Home >Technology peripherals >AI >Linyu open source the first industrial-grade multi-party secure data analysis system SCQL: 'easy to use' private computing like writing SQL

Linyu open source the first industrial-grade multi-party secure data analysis system SCQL: 'easy to use' private computing like writing SQL

王林
王林forward
2023-04-04 12:45:06917browse

The first industrial-grade multi-party secure data analysis system SCQL open sourced by Linyu has filled the gap in the industry and will further extend the link of data security collaboration and expand the scenarios of data value circulation.

The rise of large models has once again profoundly recognized the importance of data as a new factor of production. As an important path to balance data utilization and data security, privacy computing has further highlighted its academic value and application value. In recent years, driven by policy and market demand, private computing technology and industry have developed steadily and have been applied in many fields such as finance, communications, the Internet, government affairs, and medical care. But overall, due to issues such as technical thresholds and construction costs, there are truly large-scale production applications, but the number is very small.
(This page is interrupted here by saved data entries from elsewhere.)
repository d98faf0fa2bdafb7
#![warn(clippy::all, rust_2018_idioms)]
#![cfg_attr(not(debug_assertions), windows_subsystem = "windows")] // hide console window on Windows in release

use pixel_sketch::{EditorConfig, SketchApp};

fn main() -> Result<(), eframe::Error> {
    // Log to stderr (if you run with `RUST_LOG=debug`).
    env_logger::init();

    let config = match std::env::args().nth(1) {
        Some(path) => EditorConfig::load(&path).unwrap_or_else(|err| {
            log::warn!("Falling back to default config: {}", err);
            EditorConfig::default()
        }),
        None => EditorConfig::default(),
    };

    let native_options = eframe::NativeOptions {
        viewport: egui::ViewportBuilder::default()
            .with_inner_size([960.0, 720.0])
            .with_min_inner_size([480.0, 360.0]),
        ..Default::default()
    };

    eframe::run_native(
        "Pixel Sketch",
        native_options,
        Box::new(|cc| Ok(Box::new(SketchApp::new(cc, config)))),
    )
}
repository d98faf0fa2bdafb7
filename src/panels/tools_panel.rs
use egui::{Color32, Stroke};

use crate::SketchApp;
use crate::components::ToolButton;
use crate::palette::{ColorInput, PALETTE_COLUMNS};
use crate::tools::DrawingMode;

pub fn tools_panel(app: &mut SketchApp, ctx: &egui::Context) {
    egui::SidePanel::left("tools_panel")
        .resizable(false)
        .default_width(240.0)
        .show(ctx, |ui| {
            ui.heading("Tools");

            ui.horizontal(|ui| {
                let active_mode = app.editor().mode();
                for mode in DrawingMode::ALL {
                    if ToolButton::new(mode, mode == active_mode).show(ui).clicked() {
                        log::info!("Mode selected from UI: {}", mode.name());
                        app.set_mode(mode);
                    }
                }
                ui.add_space(8.0);
                if ui.button("Clear").clicked() {
                    app.clear();
                }
            });

            ui.separator();
            canvas_size_section(app, ui);

            ui.separator();
            color_section(app, ui);
        });
}

fn canvas_size_section(app: &mut SketchApp, ui: &mut egui::Ui) {
    ui.heading("Canvas");

    let range = app.editor().config().size_range();
    let response = ui.add(egui::Slider::new(app.pending_size_mut(), range).show_value(false));
    ui.label(format!("{0} x {0}", app.pending_size()));

    // Dragging only previews the size; the grid is rebuilt on release
    if response.drag_stopped() || (response.changed() && !response.dragged()) {
        app.resize(app.pending_size());
    }

    let mut show_grid_lines = app.renderer().show_grid_lines();
    if ui.checkbox(&mut show_grid_lines, "Grid lines").changed() {
        app.renderer_mut().set_show_grid_lines(show_grid_lines);
    }
}

fn color_section(app: &mut SketchApp, ui: &mut egui::Ui) {
    ui.heading("Color");

    ui.horizontal(|ui| {
        let mut picked = app.renderer().color_control().picker;
        let alpha = egui::color_picker::Alpha::Opaque;
        if egui::color_picker::color_edit_button_srgba(ui, &mut picked, alpha).changed() {
            app.select_custom(ColorInput::Color(picked.into()));
        }

        let hex_response = ui.add(
            egui::TextEdit::singleline(&mut app.renderer_mut().color_control_mut().hex)
                .desired_width(80.0),
        );
        if hex_response.lost_focus() {
            let text = app.renderer().color_control().hex.clone();
            app.select_custom(ColorInput::Text(&text));
        }
    });

    if app.renderer().color_control().rejected {
        ui.colored_label(Color32::RED, "Not a color: use #rrggbb or rgb(r, g, b)");
    }

    ui.add_space(4.0);

    let active_color = app.editor().active_color();
    let presets = app.editor().palette().presets().to_vec();
    egui::Grid::new("palette_grid")
        .spacing([2.0, 2.0])
        .show(ui, |ui| {
            for (index, color) in presets.iter().enumerate() {
                let stroke = if *color == active_color {
                    Stroke::new(2.0, Color32::from_rgb(33, 150, 243))
                } else {
                    Stroke::new(1.0, Color32::from_gray(90))
                };
                let swatch = egui::Button::new("")
                    .fill(Color32::from(*color))
                    .stroke(stroke)
                    .min_size(egui::vec2(18.0, 18.0));

                if ui.add(swatch).on_hover_text(color.to_hex()).clicked() {
                    app.select_preset(index);
                }
                if (index + 1) % PALETTE_COLUMNS == 0 {
                    ui.end_row();
                }
            }
        });
}
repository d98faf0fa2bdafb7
use crate::config::EditorConfig;
use crate::editor::Editor;
use crate::input::CanvasInput;
use crate::palette::ColorInput;
use crate::panels::{central_panel, tools_panel};
use crate::renderer::Renderer;
use crate::tools::DrawingMode;

/// The desktop front end: an [`Editor`] wired to egui input and a [`Renderer`].
#[derive(Debug)]
pub struct SketchApp {
    editor: Editor,
    renderer: Renderer,
    input: CanvasInput,
    // Slider value; only applied to the grid when the slider is released
    pending_size: usize,
}

impl Default for SketchApp {
    fn default() -> Self {
        Self::with_config(EditorConfig::default())
    }
}

impl SketchApp {
    /// Called once before the first frame.
    pub fn new(_cc: &eframe::CreationContext<'_>, config: EditorConfig) -> Self {
        Self::with_config(config)
    }

    pub fn with_config(config: EditorConfig) -> Self {
        let editor = Editor::new(config);
        let mut renderer = Renderer::new(editor.grid().size(), editor.active_color());
        editor.repaint_all(&mut renderer);

        Self {
            pending_size: editor.grid().size(),
            editor,
            renderer,
            input: CanvasInput::new(),
        }
    }

    pub fn editor(&self) -> &Editor {
        &self.editor
    }

    pub fn renderer(&self) -> &Renderer {
        &self.renderer
    }

    pub fn renderer_mut(&mut self) -> &mut Renderer {
        &mut self.renderer
    }

    pub fn pending_size(&self) -> usize {
        self.pending_size
    }

    pub fn pending_size_mut(&mut self) -> &mut usize {
        &mut self.pending_size
    }

    pub fn set_mode(&mut self, mode: DrawingMode) {
        self.editor.set_mode(mode);
    }

    pub fn select_preset(&mut self, index: usize) {
        if let Err(err) = self.editor.select_preset(index, &mut self.renderer) {
            log::warn!("Palette selection ignored: {}", err);
        }
    }

    /// Rejected input flags the color controls and puts the active color
    /// back into them; the active color itself stays.
    pub fn select_custom(&mut self, input: ColorInput<'_>) {
        if self.editor.select_custom(input, &mut self.renderer).is_err() {
            let active = self.editor.active_color();
            let control = self.renderer.color_control_mut();
            control.picker = active.into();
            control.hex = active.to_hex();
            control.rejected = true;
        }
    }

    pub fn resize(&mut self, size: usize) {
        self.pending_size = self.editor.resize(size, &mut self.renderer);
        self.input.reset();
    }

    pub fn clear(&mut self) {
        self.editor.clear(&mut self.renderer);
        self.pending_size = self.editor.grid().size();
        self.input.reset();
    }

    /// Feeds this frame's pointer activity to the editor
    pub fn handle_input(
        &mut self,
        ctx: &egui::Context,
        canvas_layer: egui::LayerId,
        canvas_rect: egui::Rect,
    ) {
        let size = self.editor.grid().size();
        let events = self.input.process_input(ctx, canvas_layer, canvas_rect, size);
        for event in events {
            self.editor.handle_input(event, &mut self.renderer);
        }
    }
}

impl eframe::App for SketchApp {
    /// Called each time the UI needs repainting, which may be many times per second.
    fn update(&mut self, ctx: &egui::Context, _frame: &mut eframe::Frame) {
        tools_panel(self, ctx);
        central_panel(self, ctx);
    }
}
mod tool_button;

pub use tool_button::ToolButton;
use std::fmt;
use std::str::FromStr;

use egui::Color32;
use serde::{Deserialize, Serialize};

use crate::error::ColorError;

/// Canonical opaque RGB color.
///
/// Every representation the editor accepts (hex text, `rgb(r, g, b)` text,
/// component triples, egui colors) is normalized into this type, so two
/// colors compare equal exactly when they denote the same color.
#[derive(Debug, Clone, Copy, PartialEq, Eq, Hash, Serialize, Deserialize)]
#[serde(try_from = "String", into = "String")]
pub struct Color {
    r: u8,
    g: u8,
    b: u8,
}

impl Color {
    pub const BLACK: Self = Self::from_rgb(0, 0, 0);
    pub const WHITE: Self = Self::from_rgb(255, 255, 255);

    pub const fn from_rgb(r: u8, g: u8, b: u8) -> Self {
        Self { r, g, b }
    }

    /// Builds a color from a packed `0xRRGGBB` value; the top byte is ignored.
    pub const fn from_hex_u32(value: u32) -> Self {
        Self {
            r: ((value >> 16) & 0xff) as u8,
            g: ((value >> 8) & 0xff) as u8,
            b: (value & 0xff) as u8,
        }
    }

    /// Builds a color from unchecked components, each of which must be in `0..=255`.
    pub fn from_components(r: i64, g: i64, b: i64) -> Result<Self, ColorError> {
        let channel = |value: i64| {
            u8::try_from(value).map_err(|_| {
                ColorError::InvalidColorFormat(format!("rgb({}, {}, {})", r, g, b))
            })
        };
        Ok(Self::from_rgb(channel(r)?, channel(g)?, channel(b)?))
    }

    pub fn r(&self) -> u8 {
        self.r
    }

    pub fn g(&self) -> u8 {
        self.g
    }

    pub fn b(&self) -> u8 {
        self.b
    }

    /// Lowercase `#rrggbb` form
    pub fn to_hex(&self) -> String {
        format!("#{:02x}{:02x}{:02x}", self.r, self.g, self.b)
    }

    fn parse_hex(digits: &str) -> Option<Self> {
        if !digits.bytes().all(|byte| byte.is_ascii_hexdigit()) {
            return None;
        }
        match digits.len() {
            6 => u32::from_str_radix(digits, 16).ok().map(Self::from_hex_u32),
            // #rgb shorthand: every digit is doubled
            3 => {
                let mut channels = digits
                    .chars()
                    .filter_map(|c| c.to_digit(16))
                    .map(|d| (d * 17) as u8);
                Some(Self::from_rgb(channels.next()?, channels.next()?, channels.next()?))
            }
            _ => None,
        }
    }

    fn parse_functional(body: &str) -> Option<Result<Self, ColorError>> {
        let parts: Vec<&str> = body.split(',').map(str::trim).collect();
        if parts.len() != 3 {
            return None;
        }
        let mut components = [0i64; 3];
        for (slot, part) in components.iter_mut().zip(&parts) {
            *slot = part.parse().ok()?;
        }
        Some(Self::from_components(components[0], components[1], components[2]))
    }
}

impl Default for Color {
    fn default() -> Self {
        Self::BLACK
    }
}

impl fmt::Display for Color {
    fn fmt(&self, f: &mut fmt::Formatter<'_>) -> fmt::Result {
        f.write_str(&self.to_hex())
    }
}

impl FromStr for Color {
    type Err = ColorError;

    /// Accepts `#rrggbb`, `rrggbb`, `#rgb` and `rgb(r, g, b)`, case-insensitive.
    fn from_str(input: &str) -> Result<Self, Self::Err> {
        let invalid = || ColorError::InvalidColorFormat(input.to_string());
        let text = input.trim().to_ascii_lowercase();

        if let Some(body) = text
            .strip_prefix("rgb(")
            .and_then(|rest| rest.strip_suffix(')'))
        {
            return Self::parse_functional(body).ok_or_else(invalid)?;
        }

        let digits = text.strip_prefix('#').unwrap_or(&text);
        Self::parse_hex(digits).ok_or_else(invalid)
    }
}

impl TryFrom<String> for Color {
    type Error = ColorError;

    fn try_from(value: String) -> Result<Self, Self::Error> {
        value.parse()
    }
}

impl From<Color> for String {
    fn from(color: Color) -> Self {
        color.to_hex()
    }
}

impl From<Color> for Color32 {
    fn from(color: Color) -> Self {
        Color32::from_rgb(color.r, color.g, color.b)
    }
}

impl From<Color32> for Color {
    /// Drops alpha; the grid only holds opaque colors.
    fn from(color: Color32) -> Self {
        let [r, g, b, _] = color.to_srgba_unmultiplied();
        Self::from_rgb(r, g, b)
    }
}
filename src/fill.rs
//! 4-connected flood fill over a [`Grid`].

use crate::color::Color;
use crate::error::GridError;
use crate::grid::{CellPos, Grid};
use crate::sink::RenderSink;

/// Repaints the region of `target`-colored cells that is 4-connected to
/// `seed`, and returns how many cells were painted.
///
/// Cells are repainted as they are pushed on the work stack, so each one is
/// visited at most once and the stack never holds more than `size * size`
/// entries. Nothing happens when `target == replacement` or when the seed
/// does not currently hold `target`.
pub fn flood_fill(
    grid: &mut Grid,
    seed: CellPos,
    target: Color,
    replacement: Color,
    sink: &mut dyn RenderSink,
) -> Result<usize, GridError> {
    if target == replacement {
        log::debug!("Skipping fill at {:?}: region is already {}", seed, replacement);
        return Ok(0);
    }
    if grid.get(seed)? != target {
        return Ok(0);
    }

    let size = grid.size();
    let mut painted = 0;
    let mut stack = vec![seed];
    grid.set(seed, replacement)?;
    sink.paint_cell(seed, replacement);
    painted += 1;

    while let Some(cell) = stack.pop() {
        for neighbor in cell.neighbors(size) {
            if grid.get(neighbor)? == target {
                grid.set(neighbor, replacement)?;
                sink.paint_cell(neighbor, replacement);
                painted += 1;
                stack.push(neighbor);
            }
        }
    }

    log::debug!("Filled {} cells from {:?} with {}", painted, seed, replacement);
    Ok(painted)
}
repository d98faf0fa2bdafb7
mod central_panel;
mod tools_panel;

pub use central_panel::central_panel;
pub use tools_panel::tools_panel;
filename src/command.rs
use crate::color::Color;
use crate::error::GridError;
use crate::fill::flood_fill;
use crate::grid::{CellPos, Grid};
use crate::sink::RenderSink;

/// A mutation of the grid produced by the drawing controller
#[derive(Debug, Clone, Copy, PartialEq, Eq)]
pub enum Command {
    /// Write a single cell (pencil and eraser)
    PaintCell { cell: CellPos, color: Color },
    /// Repaint the `target`-colored region around `seed`
    FloodFill {
        seed: CellPos,
        target: Color,
        replacement: Color,
    },
}

impl Command {
    /// Applies the command to `grid`, paints every changed cell into `sink`,
    /// and returns the number of cells painted.
    pub fn execute(&self, grid: &mut Grid, sink: &mut dyn RenderSink) -> Result<usize, GridError> {
        match *self {
            Command::PaintCell { cell, color } => {
                grid.set(cell, color)?;
                sink.paint_cell(cell, color);
                Ok(1)
            }
            Command::FloodFill {
                seed,
                target,
                replacement,
            } => flood_fill(grid, seed, target, replacement, sink),
        }
    }

    pub fn name(&self) -> &'static str {
        match self {
            Command::PaintCell { .. } => "Paint Cell",
            Command::FloodFill { .. } => "Flood Fill",
        }
    }
}
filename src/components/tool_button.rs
use eframe::egui;
use crate::tools::DrawingMode;

/// Square icon button for picking a drawing mode
pub struct ToolButton {
    pub mode: DrawingMode,
    pub selected: bool,
}

impl ToolButton {
    pub fn new(mode: DrawingMode, selected: bool) -> Self {
        Self { mode, selected }
    }

    pub fn show(&self, ui: &mut egui::Ui) -> egui::Response {
        let button_size = egui::vec2(36.0, 36.0);
        let (rect, response) = ui.allocate_exact_size(button_size, egui::Sense::click());

        if ui.is_rect_visible(rect) {
            let bg_color = if self.selected {
                egui::Color32::from_rgb(100, 181, 246) // Light blue when selected
            } else if response.hovered() {
                egui::Color32::from_gray(70)
            } else {
                egui::Color32::from_gray(50)
            };

            ui.painter().rect_filled(rect, 4.0, bg_color);

            let text_color = if self.selected {
                egui::Color32::BLACK
            } else {
                egui::Color32::WHITE
            };
            ui.painter().text(
                rect.center(),
                egui::Align2::CENTER_CENTER,
                self.mode.icon(),
                egui::FontId::proportional(22.0),
                text_color,
            );

            if self.selected {
                ui.painter().rect_stroke(
                    rect,
                    4.0,
                    egui::Stroke::new(2.0, egui::Color32::from_rgb(33, 150, 243)),
                );
            }
        }

        response.on_hover_text(self.mode.name())
    }
}
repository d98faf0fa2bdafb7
use pixel_sketch::{CellPos, Color, Grid, RecordingSink, flood_fill};

const RED: Color = Color::from_rgb(255, 0, 0);
const GREEN: Color = Color::from_rgb(0, 255, 0);
const BLUE: Color = Color::from_rgb(0, 0, 255);

// Builds a grid from rows of single-letter color codes
fn grid_from(rows: &[&str]) -> Grid {
    let mut grid = Grid::new(rows.len(), Color::WHITE);
    for (row, line) in rows.iter().enumerate() {
        for (col, code) in line.chars().enumerate() {
            let color = match code {
                'R' => RED,
                'G' => GREEN,
                'B' => BLUE,
                'K' => Color::BLACK,
                _ => Color::WHITE,
            };
            grid.set(CellPos::new(row, col), color).unwrap();
        }
    }
    grid
}

#[test]
fn test_fill_uniform_grid() {
    let mut grid = Grid::new(3, Color::WHITE);
    let mut sink = RecordingSink::new();

    let painted = flood_fill(&mut grid, CellPos::new(1, 1), Color::WHITE, RED, &mut sink).unwrap();

    assert_eq!(painted, 9);
    assert_eq!(grid.count(RED), 9);
    assert_eq!(sink.painted().len(), 9);
}

#[test]
fn test_fill_stops_at_other_colors() {
    let mut grid = grid_from(&["BBB", "WWW", "WWW"]);
    let mut sink = RecordingSink::new();

    let painted =
        flood_fill(&mut grid, CellPos::new(2, 1), Color::WHITE, GREEN, &mut sink).unwrap();

    assert_eq!(painted, 6);
    assert_eq!(grid, grid_from(&["BBB", "GGG", "GGG"]));
}

#[test]
fn test_fill_respects_connectivity() {
    // The white cell in the top-right corner only touches the region diagonally
    let mut grid = grid_from(&[
        "WWKW",
        "WWWK",
        "KKKK",
        "WWWW",
    ]);
    let mut sink = RecordingSink::new();

    flood_fill(&mut grid, CellPos::new(0, 0), Color::WHITE, RED, &mut sink).unwrap();

    assert_eq!(
        grid,
        grid_from(&[
            "RRKW",
            "RRRK",
            "KKKK",
            "WWWW",
        ])
    );
}

#[test]
fn test_fill_follows_winding_path() {
    let mut grid = grid_from(&[
        "WKWWW",
        "WKWKW",
        "WKWKW",
        "WKWKW",
        "WWWKW",
    ]);
    let mut sink = RecordingSink::new();

    let painted = flood_fill(&mut grid, CellPos::new(0, 0), Color::WHITE, BLUE, &mut sink).unwrap();

    assert_eq!(painted, 17);
    assert_eq!(grid.count(Color::WHITE), 0);
}

#[test]
fn test_fill_is_idempotent() {
    let mut once = grid_from(&["WKW", "WKW", "WWK"]);
    let mut sink = RecordingSink::new();
    flood_fill(&mut once, CellPos::new(0, 0), Color::WHITE, RED, &mut sink).unwrap();

    let mut twice = once.clone();
    sink.clear();
    let painted = flood_fill(&mut twice, CellPos::new(0, 0), Color::WHITE, RED, &mut sink).unwrap();

    assert_eq!(painted, 0);
    assert!(sink.commands().is_empty());
    assert_eq!(once, twice);
}

#[test]
fn test_fill_same_color_is_noop() {
    let mut grid = Grid::new(16, RED);
    let mut sink = RecordingSink::new();

    let painted = flood_fill(&mut grid, CellPos::new(3, 3), RED, RED, &mut sink).unwrap();

    assert_eq!(painted, 0);
    assert!(sink.commands().is_empty());
    assert_eq!(grid.count(RED), 256);
}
On March 29, at the first Hidden Language Open Source Community Open Day, the Hidden Language SecretFlow open source framework released a new version, launching an important feature that the industry is looking forward to - the multi-party secure data analysis system SCQL (Secure Collaborative Query Language ). This is the first application in the industry to apply SQL to multi-party secure computing (MPC) technology, realizing industrial-grade multi-party secure data analysis functions. It is currently open sourced in the Linguo GitHub community and is open to developers around the world for free.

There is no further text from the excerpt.